En quittant les Corbeaux, le P. De Smet, accompagné seulement du Jeune Ignace, d’un métis nommé Gabriel, et de deux Américains protestants, s’engagea une seconde fois dans la vallée du Yellowstone. C’était l’endroit le plus dangereux du désert, où de féroces tribus : Pieds-Noirs, Sioux, Cheyennes, Assiniboins, perpétuaient leurs dangereuses querelles.
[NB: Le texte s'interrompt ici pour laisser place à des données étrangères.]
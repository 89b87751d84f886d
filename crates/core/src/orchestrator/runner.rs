//! Orchestrator implementation.

use std::collections::HashSet;
use std::path::{Path, PathBuf};
use std::sync::Arc;
use tokio::sync::{Mutex, Semaphore};
use tokio::task::JoinSet;
use tracing::{debug, info};

use crate::fingerprint::fingerprint_file;
use crate::manifest::Manifest;
use crate::naming::split_file_name;
use crate::relocator::{
    has_source_map_extension, source_map_path, FsRelocator, RelocationMode, RelocationRequest,
    Relocator,
};

use super::config::{RevisionOptions, RevisionPlan};
use super::error::RevisionError;
use super::types::{FileGroup, GroupReport, RunReport};

/// Default read buffer for hashing.
const HASH_BUFFER_SIZE: usize = 64 * 1024;

/// Outcome of revisioning one source file.
struct FileOutcome {
    source_maps: usize,
}

/// Drives groups of files through fingerprinting, naming and relocation.
pub struct Orchestrator<R: Relocator> {
    relocator: Arc<R>,
    plan: Arc<RevisionPlan>,
    hash_buffer_size: usize,
}

impl Orchestrator<FsRelocator> {
    /// Creates a file system backed orchestrator from raw options.
    pub fn from_options(options: &RevisionOptions) -> Result<Self, RevisionError> {
        Ok(Self::new(FsRelocator::with_defaults(), options.plan()?))
    }
}

impl<R: Relocator + 'static> Orchestrator<R> {
    /// Creates a new orchestrator.
    pub fn new(relocator: R, plan: RevisionPlan) -> Self {
        Self::with_shared_relocator(Arc::new(relocator), plan)
    }

    /// Creates an orchestrator over a relocator the caller keeps a handle to.
    pub fn with_shared_relocator(relocator: Arc<R>, plan: RevisionPlan) -> Self {
        Self {
            relocator,
            plan: Arc::new(plan),
            hash_buffer_size: HASH_BUFFER_SIZE,
        }
    }

    /// Sets the read buffer size used while hashing.
    pub fn with_hash_buffer_size(mut self, size: usize) -> Self {
        self.hash_buffer_size = size.max(1);
        self
    }

    /// Returns the validated plan.
    pub fn plan(&self) -> &RevisionPlan {
        &self.plan
    }

    /// Revisions every group and returns the updated manifest.
    ///
    /// `manifest` is extended in place of any global state; pass
    /// `Manifest::new()` for an isolated run or a previous run's manifest to
    /// keep accumulating. The first error aborts the run and files already
    /// relocated stay where they are.
    pub async fn run(
        &self,
        groups: &[FileGroup],
        manifest: Manifest,
    ) -> Result<RunReport, RevisionError> {
        let shared = Arc::new(Mutex::new(manifest));
        let mut reports = Vec::with_capacity(groups.len());

        for (index, group) in groups.iter().enumerate() {
            let report = self.run_group(index, group, &shared).await?;
            reports.push(report);
        }

        let mut manifest = std::mem::take(&mut *shared.lock().await);

        if let Some(rule) = &self.plan.strip_path {
            manifest.apply_strip_path(rule);
        }

        let summary_path = match &self.plan.summary_file_path {
            Some(path) => {
                manifest.write(path).await?;
                info!("Filerev summary was stored to {}", path.display());
                Some(path.clone())
            }
            None => None,
        };

        Ok(RunReport {
            groups: reports,
            manifest,
            summary_path,
        })
    }

    /// Revisions one group. All files finish before the report is returned.
    async fn run_group(
        &self,
        index: usize,
        group: &FileGroup,
        manifest: &Arc<Mutex<Manifest>>,
    ) -> Result<GroupReport, RevisionError> {
        let destination = group.resolved_destination();
        debug!(
            "Revisioning group {} with the {} relocator",
            index,
            self.relocator.name()
        );
        if let Some(dir) = &destination {
            self.relocator.prepare_destination(dir).await?;
        }

        let mode = RelocationMode::for_destination(destination.as_deref());
        let semaphore = Arc::new(Semaphore::new(self.plan.max_parallel_files));
        let mut tasks = JoinSet::new();
        let mut skipped_directories = 0;

        let mut files = Vec::with_capacity(group.sources.len());
        for source in &group.sources {
            if is_directory(source).await {
                debug!("Skipping directory {}", source.display());
                skipped_directories += 1;
                continue;
            }
            files.push(source);
        }

        // A listed map is relocated together with its script or stylesheet.
        let mirrored: HashSet<PathBuf> = files
            .iter()
            .filter(|source| has_source_map_extension(source))
            .map(|source| source_map_path(source))
            .collect();

        for source in files {
            if mirrored.contains(source) {
                debug!(
                    "Skipping {}: relocated with its source file",
                    source.display()
                );
                continue;
            }

            let target_dir = match &destination {
                Some(dir) => dir.clone(),
                None => source.parent().map(Path::to_path_buf).unwrap_or_default(),
            };

            let job = FileJob {
                source: source.clone(),
                target_dir,
                mode,
                hash_buffer_size: self.hash_buffer_size,
            };
            let relocator = Arc::clone(&self.relocator);
            let plan = Arc::clone(&self.plan);
            let manifest = Arc::clone(manifest);
            let semaphore = Arc::clone(&semaphore);

            tasks.spawn(async move {
                let _permit = semaphore
                    .acquire_owned()
                    .await
                    .map_err(|e| RevisionError::TaskFailed(e.to_string()))?;
                job.run(relocator.as_ref(), &plan, &manifest).await
            });
        }

        let mut files_revved = 0;
        let mut source_maps = 0;

        while let Some(joined) = tasks.join_next().await {
            let outcome = match joined {
                Ok(Ok(outcome)) => outcome,
                Ok(Err(e)) => {
                    tasks.abort_all();
                    return Err(e);
                }
                Err(e) => {
                    tasks.abort_all();
                    return Err(RevisionError::TaskFailed(e.to_string()));
                }
            };
            files_revved += 1;
            source_maps += outcome.source_maps;
        }

        info!(
            "Revved {} {}",
            files_revved,
            if files_revved == 1 { "file" } else { "files" }
        );

        Ok(GroupReport {
            index,
            destination,
            files_revved,
            source_maps,
            skipped_directories,
        })
    }
}

/// Work item for one source file.
struct FileJob {
    source: PathBuf,
    target_dir: PathBuf,
    mode: RelocationMode,
    hash_buffer_size: usize,
}

impl FileJob {
    async fn run<R: Relocator + ?Sized>(
        self,
        relocator: &R,
        plan: &RevisionPlan,
        manifest: &Mutex<Manifest>,
    ) -> Result<FileOutcome, RevisionError> {
        let fingerprint =
            fingerprint_file(&self.source, plan.algorithm, self.hash_buffer_size).await?;
        let (base, ext) = split_file_name(&self.source);
        let new_name = plan
            .naming
            .file_name(&base, fingerprint.suffix(plan.length), &ext);

        let results = relocator
            .relocate(RelocationRequest {
                source: self.source,
                target_dir: self.target_dir,
                new_name,
                mode: self.mode,
            })
            .await?;

        let mut manifest = manifest.lock().await;
        for result in &results {
            manifest.record(&result.original_path, &result.new_path);
            debug!(
                "{} changed to {}",
                result.original_path.display(),
                result.new_path.display()
            );
        }

        Ok(FileOutcome {
            source_maps: results.iter().filter(|r| r.was_source_map).count(),
        })
    }
}

async fn is_directory(path: &Path) -> bool {
    tokio::fs::metadata(path)
        .await
        .map(|meta| meta.is_dir())
        .unwrap_or(false)
}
« Après six jours de marche, nous nous trouvâmes sur le théâtre d’un récent massacre. Çà et là gisaient les restes sanglants de dix Assiniboins, mis à mort trois jours auparavant. Déjà les chairs avaient été presque entièrement dévorées par les loups et les oiseaux de proie. À la vue de ces ossements et des vautours qui tournoyaient au-dessus de nos têtes, le peu de courage dont je me croyais animé sembla, je l’avoue, m’abandonner complètement, et faire place à une secrète frayeur, que j’essayai toutefois de dominer et de cacher à mes compagnons. Mais les circonstances semblaient se réunir pour l’augmenter à chaque pas. Bientôt nous aperçûmes des pistes fraîches d’hommes et de chevaux, qui ne nous laissèrent aucun doute sur la proximité de l’ennemi. Notre guide nous dit même que, déjà, il nous croyait découverts, mais qu’à force de précautions nous parviendrions peut-être à échapper.

  1. Lettre à François De Smet. — Saint-Louis, 3 nov. 1842. Les Corbeaux ne devaient pas cesser de réclamer des robes-noires jusqu’en 1887, époque où fut fondée chez eux la mission Saint-François Xavier.